A quick background of the merger and after
The agreement to merge the retail and wholesale businesses of Future group into Reliance Retail had been signed in August 2020. However, before approvals for the deal could get through, Amazon sought a stay on the deal through an Emergency Arbitral Order from the Singapore International Arbitration centre (SIAC). That is the bone of contention.
Indian laws stipulate that orders by arbitral courts from specific jurisdictions are valid subject to ratification by an Indian court. That is what Amazon had sought from the Delhi High Court in January 2021. Amazon also simultaneously wrote to NCLT, SEBI and stock exchanges to block the proposed merger between Reliance Retail and Future Group.
SEBI approved the merger deal with the caveat that legal risks be disclosed, but final NCLT approval is awaited. As of March 2021, two things are clear. Firstly, no attachments of assets of Future Group or its promoters will be permitted till the next hearing on 30 April. However, the deal cannot proceed till the final judgment on the case is delivered by Court.
On what grounds did Amazon object to the merger?
The reason Amazon objected to the deal goes back to 2018 when Amazon had bought a 49% stake in unlisted Future Coupons Private Limited. One of the clauses in the deal was that, at a later date, Amazon will be entitled to pick up a stake in Future Retail.

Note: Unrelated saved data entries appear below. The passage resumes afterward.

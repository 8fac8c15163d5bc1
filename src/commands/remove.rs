//! Remove command implementation

use crate::config::Config;
use crate::error::{Error, Result};
use crate::store::IndexStore;
use serde::{Deserialize, Serialize};
use tracing::info;

/// Statistics from removing a source
#[derive(Debug, Clone, Serialize, Deserialize)]
pub struct RemoveStats {
    pub source_name: String,
    pub chunks_removed: u64,
    pub file_removed: bool,
}

/// Remove a document's chunks from the index along with its stored copy
///
/// Removing an unknown source is a no-op that reports zero removals.
pub async fn cmd_remove(
    config: &Config,
    store: &IndexStore,
    source_name: &str,
) -> Result<RemoveStats> {
    // Source names are bare file names; reject anything that could escape
    // the documents directory
    if source_name.is_empty() || source_name.contains(['/', '\\']) {
        return Err(Error::InvalidPath(format!(
            "invalid source name: {:?}",
            source_name
        )));
    }

    let chunks_removed = store.delete_by_source(source_name).await?;

    let stored = config.paths.documents_dir.join(source_name);
    let file_removed = if stored.is_file() {
        std::fs::remove_file(&stored)?;
        true
    } else {
        false
    };

    info!(
        "Removed source '{}': {} chunks, stored copy removed: {}",
        source_name, chunks_removed, file_removed
    );

    Ok(RemoveStats {
        source_name: source_name.to_string(),
        chunks_removed,
        file_removed,
    })
}
//! Error types
//!
//! One error enum for the whole crate, with conversions from the underlying
//! library errors. Pipeline stages get their own variants so callers can tell
//! an extraction failure from an index failure from a generation failure.

use std::path::{Path, PathBuf};
use thiserror::Error;

pub type Result<T> = std::result::Result<T, Error>;

#[derive(Error, Debug)]
pub enum Error {
    #[error("Invalid configuration: {0}")]
    InvalidConfig(String),

    #[error("Unsupported document format: {0}")]
    UnsupportedFormat(String),

    #[error("Extraction failed for {}: {message}", file.display())]
    Extraction { file: PathBuf, message: String },

    #[error("Embedding failed: {0}")]
    Embedding(String),

    #[error("Index write failed: {0}")]
    IndexWrite(String),

    #[error("Index query failed: {0}")]
    IndexQuery(String),

    #[error("Cannot reach generation backend: {0}")]
    GenerationConnect(String),

    #[error("Generation stream failed: {0}")]
    GenerationStream(String),

    #[error("Generation timed out after {0}s")]
    GenerationTimeout(u64),

    #[error("Database error: {0}")]
    Database(#[from] sqlx::Error),

    #[error("IO error: {0}")]
    Io(#[from] std::io::Error),

    #[error("HTTP error: {0}")]
    Http(#[from] reqwest::Error),

    #[error("Invalid URL: {0}")]
    UrlParse(#[from] url::ParseError),

    #[error("JSON error: {0}")]
    Json(#[from] serde_json::Error),

    #[error("Config parse error: {0}")]
    TomlParse(#[from] toml::de::Error),

    #[error("Config serialize error: {0}")]
    TomlSerialize(#[from] toml::ser::Error),

    #[error("Invalid path: {0}")]
    InvalidPath(String),

    #[error("Not initialized. Run 'docchat init' first")]
    NotInitialized,

    #[error("Already initialized at {}", .0.display())]
    AlreadyInitialized(PathBuf),

    #[error("{0}")]
    Other(String),
}

impl Error {
    /// Build an `Extraction` error for the given file
    pub fn extraction(file: &Path, message: impl Into<String>) -> Self {
        Error::Extraction {
            file: file.to_path_buf(),
            message: message.into(),
        }
    }
}

impl From<anyhow::Error> for Error {
    fn from(err: anyhow::Error) -> Self {
        Error::Other(err.to_string())
    }
}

Currently, that is not possible due to regulatory restrictions, but the bet was that over time such FDI restrictions would be eased. On the basis of this clause, Amazon objected as their investment in Future Coupons had barred any sale of stake to a competing retailer.
Future group argued that the stake sale to Reliance was necessitated by the financial crunch in the aftermath of the pandemic. At that time, Future group had approached Amazon for a deal but it did not fructify. FDI restrictions apart, Harish Salve, argued for Future Group that the deal was between Future Coupons and Amazon and did not apply to Future Retail. However, being from the same group, the court would not accept that argument.

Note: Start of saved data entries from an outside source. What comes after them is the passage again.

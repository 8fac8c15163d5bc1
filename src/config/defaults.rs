//! Default values for configuration

/// Default Ollama base URL for local development
pub fn default_ollama_url() -> String {
    std::env::var("OLLAMA_BASE_URL").unwrap_or_else(|_| "http://localhost:11434".to_string())
}

/// Default generation model
pub fn default_generation_model() -> String {
    "qwen2.5:7b".to_string()
}

/// Default embedding model
pub fn default_embedding_model() -> String {
    "nomic-embed-text".to_string()
}

/// Default embedding dimension for nomic-embed-text
pub fn default_embedding_dimension() -> usize {
    768
}

/// Default maximum characters per chunk
pub fn default_chunk_size() -> usize {
    1000
}

/// Default overlap characters between chunks
pub fn default_chunk_overlap() -> usize {
    200
}

/// Default number of chunks retrieved per question
pub fn default_retrieve_k() -> usize {
    5
}

/// Default similarity threshold (results with a larger distance are dropped)
pub fn default_similarity_threshold() -> f32 {
    0.7
}

/// Default sampling temperature
pub fn default_temperature() -> f32 {
    0.7
}

/// Default nucleus sampling probability
pub fn default_top_p() -> f32 {
    0.9
}

/// Default top-k sampling cutoff
pub fn default_top_k() -> u32 {
    40
}

/// Default repeat penalty
pub fn default_repeat_penalty() -> f32 {
    1.1
}

/// Default maximum tokens per answer
pub fn default_max_tokens() -> u32 {
    2000
}

/// Default model-call timeout in seconds
pub fn default_generation_timeout() -> u64 {
    120
}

Will Amazon gain by the deal not going through?
There are no two opinions about that. The Indian ecommerce segment is split between Wal-Mart (via Flipkart), Amazon and Reliance. As of now, Wal-Mart and Amazon dominate the Indian online commerce market, but Amazon sees a big threat from Reliance. Firstly, Reliance Jio has a digital franchise of over 40 crore customers who can directly onboard as retail clients. Secondly, Reliance is executing a larger project with the help of Facebook and WhatsApp to create a unique ecosystem for small retail and Kirana shops. That is what Amazon is worried. The longer this deal gets delayed, it works to the advantage of Amazon.
Where do Reliance and Future Group stand?

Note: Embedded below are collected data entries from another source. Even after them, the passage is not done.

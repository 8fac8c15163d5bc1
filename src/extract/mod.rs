//! Document text extraction
//!
//! Turns supported document files (plain text, Markdown, PDF, DOCX) into
//! plain text ready for chunking. Format is decided by file extension; the
//! extractors strip markup but preserve paragraph structure, since the
//! chunker keys on blank lines.

use crate::error::{Error, Result};
use std::io::Read;
use std::path::Path;
use tracing::debug;

/// Maximum file size accepted for extraction (50MB)
const MAX_DOC_SIZE: u64 = 50 * 1024 * 1024;

/// Supported document formats
#[derive(Debug, Clone, Copy, PartialEq, Eq)]
pub enum DocumentFormat {
    Text,
    Markdown,
    Pdf,
    Docx,
}

impl DocumentFormat {
    /// Detect the format from a file extension (case-insensitive)
    pub fn from_path(path: &Path) -> Result<Self> {
        let ext = path
            .extension()
            .and_then(|e| e.to_str())
            .map(|e| e.to_lowercase())
            .unwrap_or_default();

        match ext.as_str() {
            "txt" | "text" | "log" => Ok(DocumentFormat::Text),
            "md" | "markdown" => Ok(DocumentFormat::Markdown),
            "pdf" => Ok(DocumentFormat::Pdf),
            "docx" => Ok(DocumentFormat::Docx),
            "" => Err(Error::UnsupportedFormat(format!(
                "{} has no file extension",
                path.display()
            ))),
            other => Err(Error::UnsupportedFormat(other.to_string())),
        }
    }

    /// Extensions accepted by `from_path`
    pub fn supported_extensions() -> &'static [&'static str] {
        &["txt", "text", "log", "md", "markdown", "pdf", "docx"]
    }
}

impl std::fmt::Display for DocumentFormat {
    fn fmt(&self, f: &mut std::fmt::Formatter<'_>) -> std::fmt::Result {
        match self {
            DocumentFormat::Text => write!(f, "text"),
            DocumentFormat::Markdown => write!(f, "markdown"),
            DocumentFormat::Pdf => write!(f, "pdf"),
            DocumentFormat::Docx => write!(f, "docx"),
        }
    }
}

/// Extract plain text from a document file
///
/// Returns the extracted text with normalized line endings. An empty result
/// is not an error; callers decide how to handle documents with no
/// extractable text.
pub fn extract_text(path: &Path) -> Result<String> {
    if !path.is_file() {
        return Err(Error::InvalidPath(format!(
            "{} is not a readable file",
            path.display()
        )));
    }
    check_file_size(path)?;

    let format = DocumentFormat::from_path(path)?;
    debug!("Extracting {:?} as {}", path, format);

    let text = match format {
        DocumentFormat::Text => extract_plain(path)?,
        DocumentFormat::Markdown => extract_markdown(path)?,
        DocumentFormat::Pdf => extract_pdf(path)?,
        DocumentFormat::Docx => extract_docx(path)?,
    };

    Ok(normalize_text(&text))
}

fn check_file_size(path: &Path) -> Result<()> {
    let size = std::fs::metadata(path)?.len();
    if size > MAX_DOC_SIZE {
        return Err(Error::extraction(
            path,
            format!(
                "file too large: {:.1} MB (max {:.1} MB)",
                size as f64 / (1024.0 * 1024.0),
                MAX_DOC_SIZE as f64 / (1024.0 * 1024.0)
            ),
        ));
    }
    Ok(())
}

fn extract_plain(path: &Path) -> Result<String> {
    std::fs::read_to_string(path)
        .map_err(|e| Error::extraction(path, format!("failed to read file: {}", e)))
}

/// Render Markdown down to plain text, keeping paragraph breaks
fn extract_markdown(path: &Path) -> Result<String> {
    let source = extract_plain(path)?;
    let parser = pulldown_cmark::Parser::new(&source);

    let mut text = String::with_capacity(source.len());
    for event in parser {
        use pulldown_cmark::{Event, TagEnd};
        match event {
            Event::Text(t) | Event::Code(t) => text.push_str(&t),
            Event::SoftBreak | Event::HardBreak => text.push('\n'),
            Event::End(TagEnd::Paragraph)
            | Event::End(TagEnd::Heading(_))
            | Event::End(TagEnd::Item)
            | Event::End(TagEnd::CodeBlock)
            | Event::End(TagEnd::BlockQuote(_)) => text.push_str("\n\n"),
            _ => {}
        }
    }
    Ok(text)
}

/// Extract PDF text; pdf-extract separates pages with form feeds
#[cfg(feature = "pdf")]
fn extract_pdf(path: &Path) -> Result<String> {
    let text = pdf_extract::extract_text(path)
        .map_err(|e| Error::extraction(path, format!("failed to extract PDF text: {}", e)))?;

    let pages: Vec<String> = text
        .split('\x0c')
        .map(|page| page.trim().to_string())
        .filter(|page| !page.is_empty())
        .collect();

    Ok(pages.join("\n\n"))
}

#[cfg(not(feature = "pdf"))]
fn extract_pdf(path: &Path) -> Result<String> {
    Err(Error::extraction(
        path,
        "PDF support was not compiled in (enable the 'pdf' feature)",
    ))
}

/// Extract DOCX text from the word/document.xml entry of the archive
///
/// Text lives in <w:t> runs; <w:p> elements delimit paragraphs.
fn extract_docx(path: &Path) -> Result<String> {
    let file = std::fs::File::open(path)
        .map_err(|e| Error::extraction(path, format!("failed to open file: {}", e)))?;

    let mut archive = zip::ZipArchive::new(file)
        .map_err(|e| Error::extraction(path, format!("not a valid DOCX archive: {}", e)))?;

    let mut doc_xml = String::new();
    {
        let mut entry = archive
            .by_name("word/document.xml")
            .map_err(|_| Error::extraction(path, "missing word/document.xml"))?;
        entry
            .read_to_string(&mut doc_xml)
            .map_err(|e| Error::extraction(path, format!("failed to read document.xml: {}", e)))?;
    }

    let mut reader = quick_xml::Reader::from_str(&doc_xml);
    let mut paragraphs: Vec<String> = Vec::new();
    let mut paragraph = String::new();
    let mut in_text_run = false;
    let mut buf = Vec::new();

    loop {
        match reader.read_event_into(&mut buf) {
            Ok(quick_xml::events::Event::Start(ref e)) => {
                match e.local_name().as_ref() {
                    b"p" => paragraph.clear(),
                    b"t" => in_text_run = true,
                    _ => {}
                }
            }
            Ok(quick_xml::events::Event::End(ref e)) => match e.local_name().as_ref() {
                b"p" => {
                    if !paragraph.trim().is_empty() {
                        paragraphs.push(paragraph.trim().to_string());
                    }
                    paragraph.clear();
                }
                b"t" => in_text_run = false,
                _ => {}
            },
            Ok(quick_xml::events::Event::Text(ref e)) => {
                if in_text_run {
                    let text = e
                        .unescape()
                        .map_err(|e| Error::extraction(path, format!("XML decode error: {}", e)))?;
                    paragraph.push_str(&text);
                }
            }
            Ok(quick_xml::events::Event::Eof) => break,
            Err(e) => {
                return Err(Error::extraction(path, format!("XML parse error: {}", e)));
            }
            _ => {}
        }
        buf.clear();
    }

    Ok(paragraphs.join("\n\n"))
}

/// Normalize line endings and trim outer whitespace
fn normalize_text(text: &str) -> String {
    text.replace("\r\n", "\n").trim().to_string()
}

#[cfg(test)]
mod tests {
    use super::*;
    use std::io::Write;
    use tempfile::TempDir;

    #[test]
    fn test_format_detection() {
        assert_eq!(
            DocumentFormat::from_path(Path::new("notes.txt")).unwrap(),
            DocumentFormat::Text
        );
        assert_eq!(
            DocumentFormat::from_path(Path::new("README.MD")).unwrap(),
            DocumentFormat::Markdown
        );
        assert_eq!(
            DocumentFormat::from_path(Path::new("paper.pdf")).unwrap(),
            DocumentFormat::Pdf
        );
        assert_eq!(
            DocumentFormat::from_path(Path::new("report.docx")).unwrap(),
            DocumentFormat::Docx
        );
    }

    #[test]
    fn test_unsupported_formats_are_rejected() {
        let err = DocumentFormat::from_path(Path::new("image.png")).unwrap_err();
        assert!(matches!(err, Error::UnsupportedFormat(_)));

        let err = DocumentFormat::from_path(Path::new("Makefile")).unwrap_err();
        assert!(matches!(err, Error::UnsupportedFormat(_)));
    }

    #[test]
    fn test_missing_file_is_invalid_path() {
        let err = extract_text(Path::new("/nonexistent/notes.txt")).unwrap_err();
        assert!(matches!(err, Error::InvalidPath(_)));
    }

    #[test]
    fn test_extract_plain_text() {
        let dir = TempDir::new().unwrap();
        let path = dir.path().join("notes.txt");
        std::fs::write(&path, "First line.\r\nSecond line.\n").unwrap();

        let text = extract_text(&path).unwrap();
        assert_eq!(text, "First line.\nSecond line.");
    }

    #[test]
    fn test_extract_markdown_strips_markup() {
        let dir = TempDir::new().unwrap();
        let path = dir.path().join("doc.md");
        std::fs::write(
            &path,
            "# Title\n\nSome *emphasized* text with `inline code`.\n\n- first item\n- second item\n",
        )
        .unwrap();

        let text = extract_text(&path).unwrap();
        assert!(text.contains("Title"));
        assert!(text.contains("Some emphasized text with inline code."));
        assert!(text.contains("first item"));
        assert!(!text.contains('#'));
        assert!(!text.contains('*'));
        assert!(!text.contains('`'));
        // Heading and body stay separate paragraphs
        assert!(text.contains("Title\n\n"));
    }

    #[test]
    fn test_extract_docx_paragraphs() {
        let dir = TempDir::new().unwrap();
        let path = dir.path().join("report.docx");
        write_test_docx(&path, &["First paragraph.", "Second paragraph."]);

        let text = extract_text(&path).unwrap();
        assert_eq!(text, "First paragraph.\n\nSecond paragraph.");
    }

    #[test]
    fn test_extract_docx_unescapes_entities() {
        let dir = TempDir::new().unwrap();
        let path = dir.path().join("entities.docx");
        write_test_docx(&path, &["Fish &amp; chips"]);

        let text = extract_text(&path).unwrap();
        assert_eq!(text, "Fish & chips");
    }

    #[test]
    fn test_corrupt_docx_is_extraction_error() {
        let dir = TempDir::new().unwrap();
        let path = dir.path().join("broken.docx");
        std::fs::write(&path, b"this is not a zip archive").unwrap();

        let err = extract_text(&path).unwrap_err();
        assert!(matches!(err, Error::Extraction { .. }));
    }

    #[test]
    fn test_empty_document_extracts_empty() {
        let dir = TempDir::new().unwrap();
        let path = dir.path().join("empty.txt");
        std::fs::write(&path, "   \n  \n").unwrap();

        let text = extract_text(&path).unwrap();
        assert!(text.is_empty());
    }

    /// Build a minimal DOCX: a ZIP with a word/document.xml of w:p/w:r/w:t
    /// paragraphs. `paragraphs` entries are raw XML text content.
    fn write_test_docx(path: &Path, paragraphs: &[&str]) {
        let mut body = String::new();
        for p in paragraphs {
            body.push_str(&format!("<w:p><w:r><w:t>{}</w:t></w:r></w:p>", p));
        }
        let document = format!(
            r#"<?xml version="1.0" encoding="UTF-8" standalone="yes"?>
<w:document xmlns:w="http://schemas.openxmlformats.org/wordprocessingml/2006/main">
<w:body>{}</w:body></w:document>"#,
            body
        );

        let file = std::fs::File::create(path).unwrap();
        let mut writer = zip::ZipWriter::new(file);
        let options = zip::write::SimpleFileOptions::default();
        writer.start_file("word/document.xml", options).unwrap();
        writer.write_all(document.as_bytes()).unwrap();
        writer.finish().unwrap();
    }
}
//! docchat - chat with your documents from the command line
//!
//! This crate provides:
//! - Document ingestion (text, Markdown, PDF, DOCX) with boundary-aware chunking
//! - An embedded SQLite similarity index over Ollama embeddings
//! - Streamed, context-grounded answer generation via the Ollama API

pub mod chunk;
pub mod commands;
pub mod config;
pub mod embed;
pub mod error;
pub mod extract;
pub mod generate;
pub mod store;

pub use config::Config;
pub use error::{Error, Result};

For now, Reliance has given a longer rope and is willing to wait another 6 months for the deal to get through. Meanwhile, most of the Future stores are already being supplied and stocked by Reliance Retail at liberal terms of credit so business is not suffering in any way. But, if the deal gets delayed further and RIL has second thoughts, then Future group may have a problem managing its liquidity and solvency. Future Group already sits on a Rs12,000cr debt pile with pay-outs coming up regularly.
Indian government may have to walk a tightrope
The Indian government may have to eventually get involved. There are two very diverse issues they have to contend with.
- If the deal collapses, Future group will have no choice but to shut shop. That would mean a Rs12,000cr default by the Future group and an equivalent default by the promoter holding company too. That would only add to the NPAs of PSU banks. If Future Group becomes unviable, it could also lead to huge losses in terms of direct and indirect jobs lost. That would be bad news as India is just recovering from the pandemic.
- Government also needs FDI flows and Amazon is an influential name globally. It cannot give the image of a business-unfriendly government. Also, it is a test of whether India is willing to respect the global arbitration mechanism. This will not only have implications for FDI flows but also for the ongoing legal tussles with Cairn UK and Vodafone. Clearly, that is a tightrope walk.